Porém, página sagrada,

o vento a desfolha,

belo som destas páginas brancas.

Nela escreverei, com toda a ternura, o

que há no coração.

Nela escreverei

com toda a nobreza de uma emoção.

Quem sabe nela também, inscrita

num relance de glória que cobre

o imundo,

estará lá também rebrilhando

a nossa vitória sobre o mundo.

RITO

Rito eu não faço,

mas no ritmo eu me desfaço.

Aliás, meu rito

é só a realidade do ritmo,

pois o que busco mais

a não ser ritmos!

Ritmos demais, onde quer

que eu esteja,

o ritmo me beija

ou apenas o seu sonho me beija.

Rito eu estabeleço,

mas é no ritmo

que eu ofereço

o risco de minha escrita,

o pátio de minha desdita,

a fraqueza e aqueles sentimentos de sempre.

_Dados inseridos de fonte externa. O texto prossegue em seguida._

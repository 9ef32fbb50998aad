//! Exams, submissions, and whole-submission grading.

use std::collections::BTreeMap;

use chrono::{DateTime, Utc};
use serde::{Deserialize, Serialize};
use serde_json::Value;

use crate::definition::{QuestionDefinition, QuestionType};
use crate::evaluator::{round2, EvaluationResult, Evaluator};

/// An exam: an ordered list of questions.
#[derive(Debug, Clone, Serialize, Deserialize)]
#[serde(rename_all = "camelCase")]
pub struct Exam {
    /// Unique identifier for this exam.
    pub id: String,
    /// Human-readable title.
    pub title: String,
    #[serde(default)]
    pub description: String,
    /// Percentage needed to pass; overrides the configured default.
    #[serde(default)]
    pub passing_percent: Option<f64>,
    #[serde(default)]
    pub questions: Vec<ExamQuestion>,
}

/// One question on an exam.
#[derive(Debug, Clone, Serialize, Deserialize)]
#[serde(rename_all = "camelCase")]
pub struct ExamQuestion {
    pub id: String,
    /// Question type tag. Kept as text so unknown types still reach the
    /// evaluator and are graded as fallback results.
    #[serde(alias = "type")]
    pub question_type: String,
    /// Marks recorded for the question. Ignored for case studies, which are
    /// worth the sum of their sub-question marks.
    #[serde(default)]
    pub marks: f64,
    #[serde(default)]
    pub text: Option<String>,
    /// Stored question data, as an object or a serialized JSON string.
    #[serde(default)]
    pub definition: Value,
}

impl ExamQuestion {
    /// The most this question can award.
    pub fn max_marks(&self) -> f64 {
        let marks = self.marks.max(0.0);
        match self.question_type.parse::<QuestionType>() {
            Ok(QuestionType::CaseStudy) => {
                QuestionDefinition::from_value(QuestionType::CaseStudy, &self.definition)
                    .map(|def| def.max_marks(marks))
                    .unwrap_or(marks)
            }
            _ => marks,
        }
    }
}

impl Exam {
    /// Total marks available on the exam.
    pub fn total_marks(&self) -> f64 {
        self.questions.iter().map(ExamQuestion::max_marks).sum()
    }

    pub fn question(&self, id: &str) -> Option<&ExamQuestion> {
        self.questions.iter().find(|q| q.id == id)
    }
}

/// A student's answers to one exam, keyed by question id.
#[derive(Debug, Clone, Serialize, Deserialize)]
#[serde(rename_all = "camelCase")]
pub struct Submission {
    pub id: String,
    pub student_id: String,
    pub exam_id: String,
    #[serde(default)]
    pub answers: BTreeMap<String, Value>,
    #[serde(default)]
    pub submitted_at: Option<DateTime<Utc>>,
}

/// The graded answer to one question.
#[derive(Debug, Clone, PartialEq, Serialize, Deserialize)]
#[serde(rename_all = "camelCase")]
pub struct GradedAnswer {
    pub question_id: String,
    /// Whether the submission contained an answer for this question.
    pub answered: bool,
    pub result: EvaluationResult,
}

/// The graded outcome of one submission.
#[derive(Debug, Clone, PartialEq, Serialize, Deserialize)]
#[serde(rename_all = "camelCase")]
pub struct SubmissionResult {
    pub submission_id: String,
    pub student_id: String,
    pub exam_id: String,
    pub answers: Vec<GradedAnswer>,
    /// Points earned across all questions, rounded to 2 decimal places.
    pub score: f64,
    pub total_marks: f64,
    pub percentage: f64,
    pub passed: bool,
    pub graded_at: DateTime<Utc>,
}

impl SubmissionResult {
    /// Number of answers that could not be evaluated normally.
    pub fn fallback_count(&self) -> usize {
        self.answers.iter().filter(|a| a.result.is_fallback()).count()
    }
}

/// Grade every question of `exam` for one submission.
///
/// Questions the student skipped are evaluated with a null answer and score 0.
/// `default_passing_percent` applies when the exam does not set its own.
pub fn grade_submission(
    exam: &Exam,
    submission: &Submission,
    evaluator: &Evaluator,
    default_passing_percent: f64,
) -> SubmissionResult {
    let now = Utc::now();

    for question_id in submission.answers.keys() {
        if exam.question(question_id).is_none() {
            tracing::debug!(
                "submission {} answers unknown question {question_id}",
                submission.id
            );
        }
    }

    let answers: Vec<GradedAnswer> = exam
        .questions
        .iter()
        .map(|question| {
            let answer = submission.answers.get(&question.id);
            let mut result = evaluator.evaluate_at(
                &question.question_type,
                &question.definition,
                answer.unwrap_or(&Value::Null),
                question.marks,
                now,
            );
            if let Some(text) = &question.text {
                result = result.with_question_text(text.clone());
            }
            GradedAnswer {
                question_id: question.id.clone(),
                answered: answer.is_some_and(|a| !a.is_null()),
                result,
            }
        })
        .collect();

    let total_marks = exam.total_marks();
    let score = round2(answers.iter().map(|a| a.result.points_earned).sum());
    let percentage = if total_marks > 0.0 {
        round2(score / total_marks * 100.0)
    } else {
        0.0
    };
    let passing_percent = exam.passing_percent.unwrap_or(default_passing_percent);

    SubmissionResult {
        submission_id: submission.id.clone(),
        student_id: submission.student_id.clone(),
        exam_id: submission.exam_id.clone(),
        answers,
        score,
        total_marks,
        percentage,
        passed: percentage >= passing_percent,
        graded_at: now,
    }
}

Minha lembrança abraçada com mármores frios.

O que devo fazer senão cultuar o rito do ritmo?

O crivo em minha pele,

o crivo daquelas ofensivas de sempre.

Como assim em discórdia procurarei ritmos?

Interrogações,

interrogações harmonizadas,

letras que se fartam de rimas.

Letras que se misturam

à história de minha vida.

O pleito em meus arquivos

no pátio: dementes esquivos.

Minha lembrança cultuando sabe-se o quê...

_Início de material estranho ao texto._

//! Exam and submission file parser.
//!
//! Loads exams from TOML or JSON files and directories, loads submissions
//! from JSON, and validates exams for common authoring mistakes.

use std::path::Path;

use anyhow::{Context, Result};
use serde::Deserialize;
use serde_json::{Map, Value};

use crate::definition::{QuestionDefinition, QuestionType};
use crate::exam::{Exam, ExamQuestion, Submission};

/// Intermediate TOML structure for parsing exam files.
#[derive(Debug, Deserialize)]
struct TomlExamFile {
    exam: TomlExamHeader,
    #[serde(default)]
    questions: Vec<TomlQuestion>,
}

#[derive(Debug, Deserialize)]
struct TomlExamHeader {
    id: String,
    title: String,
    #[serde(default)]
    description: String,
    #[serde(default)]
    passing_percent: Option<f64>,
}

/// A question table. Everything besides the listed keys is the question
/// definition (`options`, `correctAnswers`, `subQuestions`, ...).
#[derive(Debug, Deserialize)]
struct TomlQuestion {
    id: String,
    #[serde(rename = "type")]
    question_type: String,
    #[serde(default)]
    marks: f64,
    #[serde(default)]
    text: Option<String>,
    #[serde(flatten)]
    definition: Map<String, Value>,
}

/// Parse a single exam file. `.json` files are read as JSON, everything else
/// as TOML.
pub fn parse_exam(path: &Path) -> Result<Exam> {
    let content = std::fs::read_to_string(path)
        .with_context(|| format!("failed to read exam file: {}", path.display()))?;

    parse_exam_str(&content, path)
}

/// Parse exam file contents (useful for testing). The format is chosen from
/// the extension of `source_path`.
pub fn parse_exam_str(content: &str, source_path: &Path) -> Result<Exam> {
    if source_path.extension().is_some_and(|ext| ext == "json") {
        return serde_json::from_str(content)
            .with_context(|| format!("failed to parse JSON: {}", source_path.display()));
    }

    let parsed: TomlExamFile = toml::from_str(content)
        .with_context(|| format!("failed to parse TOML: {}", source_path.display()))?;

    let questions = parsed
        .questions
        .into_iter()
        .map(|q| ExamQuestion {
            id: q.id,
            question_type: q.question_type,
            marks: q.marks,
            text: q.text,
            definition: Value::Object(q.definition),
        })
        .collect();

    Ok(Exam {
        id: parsed.exam.id,
        title: parsed.exam.title,
        description: parsed.exam.description,
        passing_percent: parsed.exam.passing_percent,
        questions,
    })
}

/// Recursively load all `.toml` exam files from a directory.
pub fn load_exam_directory(dir: &Path) -> Result<Vec<Exam>> {
    let mut exams = Vec::new();

    if !dir.is_dir() {
        anyhow::bail!("not a directory: {}", dir.display());
    }

    let mut entries = std::fs::read_dir(dir)
        .with_context(|| format!("failed to read directory: {}", dir.display()))?
        .collect::<std::io::Result<Vec<_>>>()?;
    entries.sort_by_key(|e| e.path());

    for entry in entries {
        let path = entry.path();

        if path.is_dir() {
            exams.extend(load_exam_directory(&path)?);
        } else if path.extension().is_some_and(|ext| ext == "toml") {
            match parse_exam(&path) {
                Ok(exam) => exams.push(exam),
                Err(e) => {
                    tracing::warn!("skipping {}: {:#}", path.display(), e);
                }
            }
        }
    }

    Ok(exams)
}

/// Load submissions from a JSON file holding an array of submissions.
pub fn load_submissions(path: &Path) -> Result<Vec<Submission>> {
    let content = std::fs::read_to_string(path)
        .with_context(|| format!("failed to read submissions file: {}", path.display()))?;
    serde_json::from_str(&content)
        .with_context(|| format!("failed to parse submissions: {}", path.display()))
}

/// A warning from exam validation.
#[derive(Debug, Clone)]
pub struct ValidationWarning {
    /// The question ID (if applicable).
    pub question_id: Option<String>,
    /// Warning message.
    pub message: String,
}

impl ValidationWarning {
    fn question(id: &str, message: impl Into<String>) -> Self {
        Self {
            question_id: Some(id.to_string()),
            message: message.into(),
        }
    }
}

/// Validate an exam for common issues.
pub fn validate_exam(exam: &Exam) -> Vec<ValidationWarning> {
    let mut warnings = Vec::new();

    if exam.questions.is_empty() {
        warnings.push(ValidationWarning {
            question_id: None,
            message: "exam has no questions".into(),
        });
    }

    if let Some(pct) = exam.passing_percent {
        if !(0.0..=100.0).contains(&pct) {
            warnings.push(ValidationWarning {
                question_id: None,
                message: format!("passing_percent {pct} is outside 0..=100"),
            });
        }
    }

    // Check for duplicate question IDs
    let mut seen_ids = std::collections::HashSet::new();
    for question in &exam.questions {
        if !seen_ids.insert(&question.id) {
            warnings.push(ValidationWarning::question(
                &question.id,
                format!("duplicate question ID: {}", question.id),
            ));
        }
    }

    for question in &exam.questions {
        warnings.extend(validate_question(question));
    }

    warnings
}

fn validate_question(question: &ExamQuestion) -> Vec<ValidationWarning> {
    let mut warnings = Vec::new();
    let id = question.id.as_str();

    if !question.marks.is_finite() || question.marks < 0.0 {
        warnings.push(ValidationWarning::question(
            id,
            format!("invalid marks: {}", question.marks),
        ));
    }

    let question_type = match question.question_type.parse::<QuestionType>() {
        Ok(t) => t,
        Err(e) => {
            warnings.push(ValidationWarning::question(id, e.to_string()));
            return warnings;
        }
    };

    let definition = match QuestionDefinition::from_value(question_type, &question.definition) {
        Ok(d) => d,
        Err(e) => {
            warnings.push(ValidationWarning::question(id, e.to_string()));
            return warnings;
        }
    };

    match &definition {
        QuestionDefinition::SingleChoice(sc) if sc.correct_answer.is_none() => {
            warnings.push(ValidationWarning::question(
                id,
                "no option is marked correct; every answer will score 0",
            ));
        }
        QuestionDefinition::MultipleChoice(mc) if mc.correct_answers.is_empty() => {
            warnings.push(ValidationWarning::question(
                id,
                "no option is marked correct; every answer will score 0",
            ));
        }
        QuestionDefinition::CaseStudy(cs) => {
            let sub_total = cs.max_marks(question.marks);
            if (sub_total - question.marks).abs() > 1e-9 {
                warnings.push(ValidationWarning::question(
                    id,
                    format!(
                        "case-study marks ({}) differ from the sum of its sub-question marks ({sub_total}); the sum is used",
                        question.marks
                    ),
                ));
            }
        }
        QuestionDefinition::Code => {
            warnings.push(ValidationWarning::question(
                id,
                "code questions require manual review and are auto-graded as 0",
            ));
        }
        _ => {}
    }

    if question_type != QuestionType::CaseStudy && question.marks == 0.0 {
        warnings.push(ValidationWarning::question(id, "question awards no marks"));
    }

    warnings
}

#[cfg(test)]
mod tests {
    use super::*;
    use std::path::PathBuf;

    const VALID_TOML: &str = r#"
[exam]
id = "chem-1"
title = "Chemistry quiz"
description = "Basic chemistry"
passing_percent = 60.0

[[questions]]
id = "q1"
type = "single-choice"
marks = 2
text = "Which is a noble gas?"

[[questions.options]]
id = "opt1"
text = "Oxygen"
isCorrect = false

[[questions.options]]
id = "opt2"
text = "Neon"
isCorrect = true

[[questions]]
id = "q2"
type = "short-answer"
marks = 1
expectedAnswer = "H2O"
acceptableAnswers = ["water"]

[[questions]]
id = "q3"
type = "case-study"
marks = 5

[[questions.subQuestions]]
questionType = "multiple-choice"
marks = 2
correctAnswers = ["opt1", "opt2"]

[[questions.subQuestions]]
questionType = "short-answer"
marks = 3
correctAnswers = ["covalent"]
"#;

    #[test]
    fn parse_valid_toml() {
        let exam = parse_exam_str(VALID_TOML, &PathBuf::from("chem.toml")).unwrap();
        assert_eq!(exam.id, "chem-1");
        assert_eq!(exam.passing_percent, Some(60.0));
        assert_eq!(exam.questions.len(), 3);
        assert_eq!(exam.questions[0].question_type, "single-choice");
        assert_eq!(exam.questions[0].definition["options"][1]["isCorrect"], true);
        assert_eq!(exam.questions[1].definition["expectedAnswer"], "H2O");
        assert_eq!(exam.total_marks(), 8.0);
        assert!(validate_exam(&exam).is_empty());
    }

    #[test]
    fn parse_json_exam() {
        let json = r#"{
            "id": "json-exam",
            "title": "JSON exam",
            "questions": [
                {"id": "q1", "questionType": "drag-and-drop", "marks": 4,
                 "definition": "{\"correctMappings\": {\"a\": \"x\"}}"}
            ]
        }"#;
        let exam = parse_exam_str(json, &PathBuf::from("exam.json")).unwrap();
        assert_eq!(exam.questions[0].marks, 4.0);
        assert!(validate_exam(&exam).is_empty());
    }

    #[test]
    fn parse_malformed_toml() {
        let bad = "this is not [valid toml }{";
        let result = parse_exam_str(bad, &PathBuf::from("bad.toml"));
        assert!(result.is_err());
    }

    #[test]
    fn validate_reports_authoring_mistakes() {
        let toml = r#"
[exam]
id = "broken"
title = "Broken"

[[questions]]
id = "q1"
type = "essay"
marks = 5

[[questions]]
id = "q1"
type = "single-choice"
marks = 1
options = [{ id = "opt1", text = "A" }]

[[questions]]
id = "q3"
type = "case-study"
marks = 10
subQuestions = [{ questionType = "single-choice", correctAnswer = "opt1", marks = 2 }]

[[questions]]
id = "q4"
type = "drag-drop"
marks = 2
"#;
        let exam = parse_exam_str(toml, &PathBuf::from("broken.toml")).unwrap();
        let warnings = validate_exam(&exam);
        let messages: Vec<&str> = warnings.iter().map(|w| w.message.as_str()).collect();

        assert!(messages.iter().any(|m| m.contains("Unsupported question type: essay")));
        assert!(messages.iter().any(|m| m.contains("duplicate question ID")));
        assert!(messages.iter().any(|m| m.contains("no option is marked correct")));
        assert!(messages.iter().any(|m| m.contains("sum of its sub-question marks (2)")));
        assert!(messages.iter().any(|m| m.contains("dragDropTargets")));
    }

    #[test]
    fn load_directory() {
        let dir = tempfile::tempdir().unwrap();
        std::fs::write(dir.path().join("chem.toml"), VALID_TOML).unwrap();
        std::fs::write(dir.path().join("broken.toml"), "not [toml").unwrap();
        std::fs::write(dir.path().join("notes.txt"), "ignored").unwrap();

        let exams = load_exam_directory(dir.path()).unwrap();
        assert_eq!(exams.len(), 1);
        assert_eq!(exams[0].id, "chem-1");
    }

    #[test]
    fn load_submissions_file() {
        let dir = tempfile::tempdir().unwrap();
        let path = dir.path().join("subs.json");
        std::fs::write(
            &path,
            r#"[{"id": "s1", "studentId": "alice", "examId": "chem-1",
                 "answers": {"q1": "opt2", "q2": " water "}}]"#,
        )
        .unwrap();

        let subs = load_submissions(&path).unwrap();
        assert_eq!(subs.len(), 1);
        assert_eq!(subs[0].student_id, "alice");
        assert_eq!(subs[0].answers["q2"], " water ");
    }
}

Resta meu ritmo, meu fundamento

rima no próximo estamento.

Ritmo, personalidade

de vegetação revolta.

Ritmo que, pelo meu preço,

eu estabeleço.

Discórdia que nos encobre.

Harmonia: lembrança que nos consome...

EXÍLIO

Idílicas promessas,

sucessão de buscas,

túnel que se ofusca.

Sobreviver dessas

jornadas vazias.

Exilado até das correntes.

Já estão montando novas frentes,

prometem remuneração e abono.

Eu vou atrás com minha sensação de abandono.

Fantasias preconizam-se

singelas e desesperadas

à minha frente.

Alguém comanda a exploração!

Vamos rogar-lhe

uma vaga e vender nossas forças.

E se vender para quem comanda

todos os alicerces

que possam esmagar.

Sobreviver...

como se o nada sugasse,

como se a mente vaga.

A mente está vaga

porque a tanto se desilude.

Qual será a sua atitude?

Avisos de toda parte

dentro da realidade que não se personaliza.

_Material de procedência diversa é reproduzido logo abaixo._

//! Case-study scoring.
//!
//! Sub-questions are paired with sub-answers by position, scored
//! independently with the single-choice, multiple-choice and short-answer
//! rules, and summed. The case study is worth the sum of its sub-question
//! marks, not the marks recorded on the parent question.

use serde_json::Value;

use super::{choice, round2, short_answer, AnswerDetail, EvaluationResult, SubQuestionResult};
use crate::answer::sub_answers;
use crate::definition::{CaseStudyDefinition, QuestionType, SubQuestionDefinition};
use crate::policy::{CaseStudyCreditPolicy, EvaluationPolicy};

pub(crate) fn evaluate_case_study(
    def: &CaseStudyDefinition,
    answer: &Value,
    total_marks: f64,
    policy: &EvaluationPolicy,
) -> EvaluationResult {
    let marks = def.sub_marks(total_marks);
    let answers = sub_answers(answer);

    let sub_results: Vec<SubQuestionResult> = def
        .sub_questions
        .iter()
        .zip(&marks)
        .enumerate()
        .map(|(index, (sub, &max_marks))| {
            // A missing sub-answer scores 0 without affecting the others.
            let sub_answer = answers.get(index).unwrap_or(&Value::Null);
            let scored = match &sub.definition {
                SubQuestionDefinition::SingleChoice(d) => {
                    choice::score_single_choice(d, sub_answer, max_marks)
                }
                SubQuestionDefinition::MultipleChoice(d) => {
                    choice::score_multiple_choice(d, sub_answer, max_marks)
                }
                SubQuestionDefinition::ShortAnswer(d) => short_answer::score_short_answer(
                    d,
                    sub_answer,
                    max_marks,
                    policy.short_answer_match,
                ),
            };
            SubQuestionResult {
                index,
                sub_question_id: sub.id.clone(),
                question_type: sub.definition.question_type(),
                student_answer: scored.student_answer,
                correct_answers: scored.correct_answers,
                is_correct: scored.is_correct,
                points_earned: scored.points_earned,
                max_marks,
            }
        })
        .collect();

    let max_marks: f64 = marks.iter().sum();
    let earned: f64 = sub_results.iter().map(|r| r.points_earned).sum();
    let points_earned = round2(earned).min(max_marks).max(0.0);

    let is_correct = match policy.case_study_credit {
        CaseStudyCreditPolicy::Full => {
            !sub_results.is_empty() && sub_results.iter().all(|r| r.is_correct)
        }
        CaseStudyCreditPolicy::Any => points_earned > 0.0,
    };

    let student_answer = Value::Array(
        sub_results
            .iter()
            .map(|r| r.student_answer.clone())
            .collect(),
    );

    EvaluationResult::graded(
        QuestionType::CaseStudy,
        student_answer,
        is_correct,
        points_earned,
        max_marks,
        AnswerDetail::CaseStudy {
            credit_policy: policy.case_study_credit,
            sub_results,
        },
    )
}
pub mod compare;
pub mod evaluate;
pub mod grade;
pub mod init;
pub mod validate;

use anyhow::Result;

use examgrade_core::EvaluationPolicy;

/// Apply `--case-study-credit` / `--short-answer-match` flags on top of `policy`.
pub fn override_policy(
    mut policy: EvaluationPolicy,
    case_study_credit: Option<&str>,
    short_answer_match: Option<&str>,
) -> Result<EvaluationPolicy> {
    if let Some(value) = case_study_credit {
        policy.case_study_credit = value.parse().map_err(|e: String| anyhow::anyhow!(e))?;
    }
    if let Some(value) = short_answer_match {
        policy.short_answer_match = value.parse().map_err(|e: String| anyhow::anyhow!(e))?;
    }
    Ok(policy)
}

Parece que o desejo desliza

e o fundo é mais terrível

que a desgraça de agora.

Opção também vaga,

eu irei vender minhas horas,

vendedor de horas que espera pouco e muito.

Que espera e já não sabe como aguardar,

sabendo só se guardar.

INGRESSO

Quem já entrou? Não, isto não se faz,

não entrarei nesta câmara de gás,

nem atirarei adjetivos para

quantas vaidades existirem.

Talvez eu até possa

metralhar a paz,

arquitetando uma cilada para a guerra.

Onde está a sua entrada?

Quantos já não perguntaram

apontando a sua discórdia

para qualquer um,

discordando de qualquer confiança

que se apresenta.

Quem entrou

está botando sangue pelas ventas.

TABLÓIDE

A praça era o banco social onde se assentavam muitos olhares perdidos... Perdidos de ânsia de vida, mas incapacitados de viver, de se expandir nas veias da rua. Incapacitados pela imensa prisão que construíram os espertos e os falsificadores das ordens. Incapacitados obrigatoriamente...

VITRAIS

Setas perpetradas

refletidas nos vidros multiformes.

Anjos demonstrando nos rostos os dissabores.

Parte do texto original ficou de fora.